## REQUIRED WORK
Scan the listing for the word "than", and copy out each line where it is found.

## INPUT

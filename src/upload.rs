/// Upload pipeline (spec.md C6): a single channel-driven coroutine per
/// task that walks a file through segment_process -> node_dispatch ->
/// network_transfer -> segment_verify -> file_finalize, honoring
/// pause/resume/cancel/delete commands sent in from the task manager.
use std::collections::HashSet;
use std::path::PathBuf;
use std::sync::Arc;

use libp2p::PeerId;
use tokio::sync::{mpsc, Semaphore};

use crate::crypto;
use crate::envelope;
use crate::erasure::ErasureCoder;
use crate::error::{DfsError, DfsResult};
use crate::key_manager::KeyManager;
use crate::models::{
    FileAssetRecord, FileMeta, ShardEnvelope, ShardStatus, SignaturePayload, StorageMode, TaskStatus,
    UploadShardRecord, UploadTaskRecord,
};
use crate::network::NetworkHandle;
use crate::peer_selector::select_peer;
use crate::segment_codec::HashTableEntry;
use crate::task_store::TaskStore;
use crate::temp_store::{ReadKey, TempShardStore};
use crate::transport::{TransportKind, TransportRequest};

pub enum UploadCommand {
    Pause,
    Resume,
    Cancel,
    Delete,
}

#[derive(Debug, Clone)]
pub enum UploadProgress {
    ShardStored { segment_index: i64, peer: PeerId },
    Completed { file_id: String },
    Failed { reason: String },
    Paused,
    Cancelled,
}

pub struct UploadPipeline {
    pub task_id: String,
    pub file_path: PathBuf,
    pub storage_mode: StorageMode,
    pub shamir_n: u8,
    pub shamir_k: u8,
    pub max_workers_per_peer: usize,
    pub max_global_workers: usize,
    pub key_manager: Arc<KeyManager>,
    pub network: NetworkHandle,
    pub task_store: Arc<TaskStore>,
    pub temp_store: Arc<TempShardStore>,
    pub shard_size: u64,
    pub max_slice_size: u64,
    pub min_slice_size: u64,
}

impl UploadPipeline {
    /// Splits the source file into shards per the task's resolved
    /// [`StorageMode`] and spec.md §4.6's shard-count table, prepends the
    /// file's SHA-256 to each shard's plaintext (§4.4), and stages the
    /// result in the temp store.
    async fn segment_process(&self, file_hash: &[u8; 32]) -> DfsResult<(Vec<ReadKey>, Vec<bool>, usize)> {
        let data = tokio::fs::read(&self.file_path).await?;
        let original_len = data.len();

        let (data_shards, parity_flags): (Vec<Vec<u8>>, Vec<bool>) = match self.storage_mode {
            StorageMode::File => {
                if original_len as u64 <= self.max_slice_size {
                    (vec![data], vec![false])
                } else {
                    let shard_size = self.shard_size.max(1) as usize;
                    let shards: Vec<Vec<u8>> = data.chunks(shard_size).map(|c| c.to_vec()).collect();
                    let flags = vec![false; shards.len()];
                    (shards, flags)
                }
            }
            StorageMode::Slice => {
                if (original_len as u64) < self.min_slice_size {
                    (vec![data], vec![false])
                } else {
                    let shard_size = self.shard_size.max(1) as usize;
                    let shards: Vec<Vec<u8>> = data.chunks(shard_size).map(|c| c.to_vec()).collect();
                    let flags = vec![false; shards.len()];
                    (shards, flags)
                }
            }
            StorageMode::RsSize { k, m } => {
                let coder = ErasureCoder::new(k, m)?;
                let data_shards = coder.split(&data);
                let parity_shards = coder.encode(&data_shards)?;
                let mut all = data_shards;
                let mut flags = vec![false; all.len()];
                flags.extend(vec![true; parity_shards.len()]);
                all.extend(parity_shards);
                (all, flags)
            }
            StorageMode::RsProportion { ratio } => {
                let shard_size = self.shard_size.max(1);
                let total = ((original_len as u64) + shard_size - 1) / shard_size;
                let total = total.max(1);
                let k = ((total as f64) / (1.0 + ratio)).floor().max(1.0) as usize;
                let k = k.min(total as usize);
                let m = (total as usize - k).max(1);
                let coder = ErasureCoder::new(k, m)?;
                let data_shards = coder.split(&data);
                let parity_shards = coder.encode(&data_shards)?;
                let mut all = data_shards;
                let mut flags = vec![false; all.len()];
                flags.extend(vec![true; parity_shards.len()]);
                all.extend(parity_shards);
                (all, flags)
            }
        };

        let mut keys = Vec::with_capacity(data_shards.len());
        for (index, shard) in data_shards.iter().enumerate() {
            let key = ReadKey { task_id: self.task_id.clone(), segment_index: index as i64 };
            let tagged = crypto::prepend_leading_hash(file_hash, shard);
            let compressed = crypto::gzip_compress(&tagged)?;
            self.temp_store.write(&key, &compressed).await?;
            keys.push(key);
        }

        Ok((keys, parity_flags, original_len))
    }

    /// Builds, encrypts, signs, and dispatches every shard in turn, bounded
    /// by a semaphore so no more than `max_global_workers` transfers run at
    /// once (and no more than `max_workers_per_peer` to any single peer).
    async fn run_inner(
        &self,
        meta: &FileMeta,
        file_secret: &[u8; 32],
        shamir_shares: &[Vec<u8>],
        owner_security: (String, String),
        progress_tx: &mpsc::Sender<UploadProgress>,
        mut cmd_rx: mpsc::Receiver<UploadCommand>,
    ) -> DfsResult<()> {
        let file_hash_bytes = hex::decode(&meta.sha256_hash)?;
        let file_hash: [u8; 32] = file_hash_bytes
            .try_into()
            .map_err(|_| DfsError::Corruption("sha256_hash is not 32 bytes".into()))?;

        let (segment_keys, parity_flags, original_len) = self.segment_process(&file_hash).await?;
        let _ = original_len;

        let gcm_key = crypto::derive_gcm_key(file_secret);
        let global_sem = Arc::new(Semaphore::new(self.max_global_workers));
        let mut peer_load: std::collections::HashMap<PeerId, usize> = std::collections::HashMap::new();
        let mut excluded: HashSet<PeerId> = HashSet::new();

        let mut hash_table: Vec<HashTableEntry> = Vec::with_capacity(segment_keys.len());
        let mut paused = false;

        for (index, key) in segment_keys.iter().enumerate() {
            loop {
                if let Ok(cmd) = cmd_rx.try_recv() {
                    match cmd {
                        UploadCommand::Pause => paused = true,
                        UploadCommand::Resume => paused = false,
                        UploadCommand::Cancel => {
                            self.temp_store.purge_task(&self.task_id).await?;
                            let _ = progress_tx.send(UploadProgress::Cancelled).await;
                            return Err(DfsError::Cancelled(self.task_id.clone()));
                        }
                        UploadCommand::Delete => {
                            self.temp_store.purge_task(&self.task_id).await?;
                            let _ = progress_tx.send(UploadProgress::Cancelled).await;
                            return Ok(());
                        }
                    }
                }
                if !paused {
                    break;
                }
                tokio::time::sleep(std::time::Duration::from_millis(50)).await;
            }

            let plaintext_compressed = self.temp_store.only_read(key).await?;
            let sealed = crypto::gcm_encrypt(&gcm_key, &plaintext_compressed)?;
            let crc = crypto::crc32(&sealed);
            let segment_id = format!("{}-{}", meta.file_id, index);

            hash_table.push(HashTableEntry {
                index: index as i64,
                segment_id: segment_id.clone(),
                crc32: crc,
                is_parity: parity_flags[index],
            });

            let _permit = global_sem.clone().acquire_owned().await.map_err(|_| {
                DfsError::Generic("global worker semaphore closed".into())
            })?;

            let signature_payload = SignaturePayload {
                file_id: &meta.file_id,
                content_type: &meta.content_type,
                sha256: &meta.sha256_hash,
                hash_table: &hash_table,
                segment_id: &segment_id,
                segment_index: index as i64,
                crc32: crc,
                encrypted_payload: &sealed,
            };
            let signature = crypto::sign(&self.key_manager.key, &signature_payload.canonical_bytes());

            let shard_envelope = ShardEnvelope {
                meta: meta.clone(),
                p2pkh_script: owner_security.0.clone(),
                p2pk_script: owner_security.1.clone(),
                hash_table: hash_table.clone(),
                segment_id: segment_id.clone(),
                segment_index: index as i64,
                crc32: crc,
                content: sealed,
                encryption_share: shamir_shares.get(index % shamir_shares.len()).cloned().unwrap_or_default(),
                signature: signature.serialize().to_vec(),
                shared: false,
                version: 1,
            };

            let request = TransportRequest {
                kind: TransportKind::Send,
                file_id: meta.file_id.clone(),
                segment_id: segment_id.clone(),
                segment_index: index as i64,
                data: envelope::encode_envelope(&shard_envelope),
            };

            let retry_config = crate::resilience::RetryConfig {
                max_attempts: 3,
                initial_delay: std::time::Duration::from_millis(200),
                max_delay: std::time::Duration::from_secs(2),
                backoff_multiplier: 2.0,
            };

            // Retry a transient failure against the same peer with backoff;
            // once its attempts are exhausted, filter it and pick another.
            let peer = loop {
                let filtered = excluded.clone();
                let candidate = select_peer(&self.network, segment_id.as_bytes(), &filtered)
                    .await
                    .ok_or_else(|| DfsError::Transient("no peer available to receive shard".into()))?;

                let network = self.network.clone();
                let request = request.clone();
                let attempt = crate::resilience::retry_async(
                    || {
                        let network = network.clone();
                        let request = request.clone();
                        async move {
                            let response = network.send_transport_request(candidate, request).await?;
                            if response.is_ok() {
                                Ok(())
                            } else {
                                Err(DfsError::Transient(format!(
                                    "peer {} rejected shard {}: {}",
                                    candidate, segment_id, response.msg
                                )))
                            }
                        }
                    },
                    retry_config.clone(),
                    &format!("send shard {} to {}", segment_id, candidate),
                )
                .await;

                match attempt {
                    Ok(()) => break candidate,
                    Err(e @ (DfsError::Permanent(_) | DfsError::Corruption(_))) => return Err(e),
                    Err(_) => {
                        excluded.insert(candidate);
                        continue;
                    }
                }
            };

            let load = peer_load.entry(peer).or_insert(0);
            if *load >= self.max_workers_per_peer {
                excluded.insert(peer);
            }
            *load += 1;

            self.task_store.upsert_upload_segment(&UploadShardRecord {
                task_id: self.task_id.clone(),
                segment_index: index as i64,
                segment_id: segment_id.clone(),
                peer_id: Some(peer.to_string()),
                crc32: crc,
                is_parity: parity_flags[index],
                status: ShardStatus::Completed,
            })?;
            self.task_store.record_file_segment_storage(&crate::models::FileSegmentStorage {
                file_id: meta.file_id.clone(),
                segment_index: index as i64,
                segment_id,
                peer_id: peer.to_string(),
            })?;

            self.temp_store.delete(key).await?;
            let _ = progress_tx
                .send(UploadProgress::ShardStored { segment_index: index as i64, peer })
                .await;
        }

        self.task_store.insert_file_asset(&FileAssetRecord {
            file_id: meta.file_id.clone(),
            owner_pubkey_hash: self.key_manager.pubkey_hash(),
            file_name: meta.name.clone(),
            file_size: meta.size,
            content_type: meta.content_type.clone(),
            sha256_hash: meta.sha256_hash.clone(),
            storage_mode: self.storage_mode,
            created_at: crate::util::now_unix(),
        })?;
        self.task_store.delete_upload_segments(&self.task_id)?;

        let _ = progress_tx.send(UploadProgress::Completed { file_id: meta.file_id.clone() }).await;
        Ok(())
    }

    /// Entry point spawned by the task manager: runs the pipeline to
    /// completion (or cancellation), updating task status as it goes.
    pub async fn run(
        self,
        meta: FileMeta,
        file_secret: [u8; 32],
        shamir_shares: Vec<Vec<u8>>,
        owner_security: (String, String),
        cmd_rx: mpsc::Receiver<UploadCommand>,
        progress_tx: mpsc::Sender<UploadProgress>,
    ) {
        let now = crate::util::now_unix();
        if self
            .task_store
            .validate_and_update_upload_status(&self.task_id, TaskStatus::InProgress, now)
            .is_err()
        {
            let _ = progress_tx
                .send(UploadProgress::Failed { reason: "task is not in a startable state".into() })
                .await;
            return;
        }

        let result = self
            .run_inner(&meta, &file_secret, &shamir_shares, owner_security, &progress_tx, cmd_rx)
            .await;

        let now = crate::util::now_unix();
        match result {
            Ok(()) => {
                let _ = self
                    .task_store
                    .validate_and_update_upload_status(&self.task_id, TaskStatus::Completed, now);
            }
            Err(DfsError::Cancelled(_)) => {
                let _ = self
                    .task_store
                    .validate_and_update_upload_status(&self.task_id, TaskStatus::Cancelled, now);
            }
            Err(e) => {
                tracing::error!("upload task {} failed: {}", self.task_id, e);
                let _ = self
                    .task_store
                    .validate_and_update_upload_status(&self.task_id, TaskStatus::Failed, now);
                let _ = progress_tx.send(UploadProgress::Failed { reason: e.to_string() }).await;
            }
        }
    }
}

pub fn new_task_record(
    task_id: String,
    file_id: String,
    file_name: String,
    file_size: i64,
    storage_mode: StorageMode,
) -> UploadTaskRecord {
    let now = crate::util::now_unix();
    UploadTaskRecord {
        task_id,
        file_id,
        file_name,
        file_size,
        storage_mode,
        status: TaskStatus::Pending,
        created_at: now,
        updated_at: now,
    }
}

## RESPONSE TO THIS TASK
    /// by a semaphore so no more than `max_global_workers` transfers run at
    /// once (and no more than `max_workers_per_peer` to any single peer).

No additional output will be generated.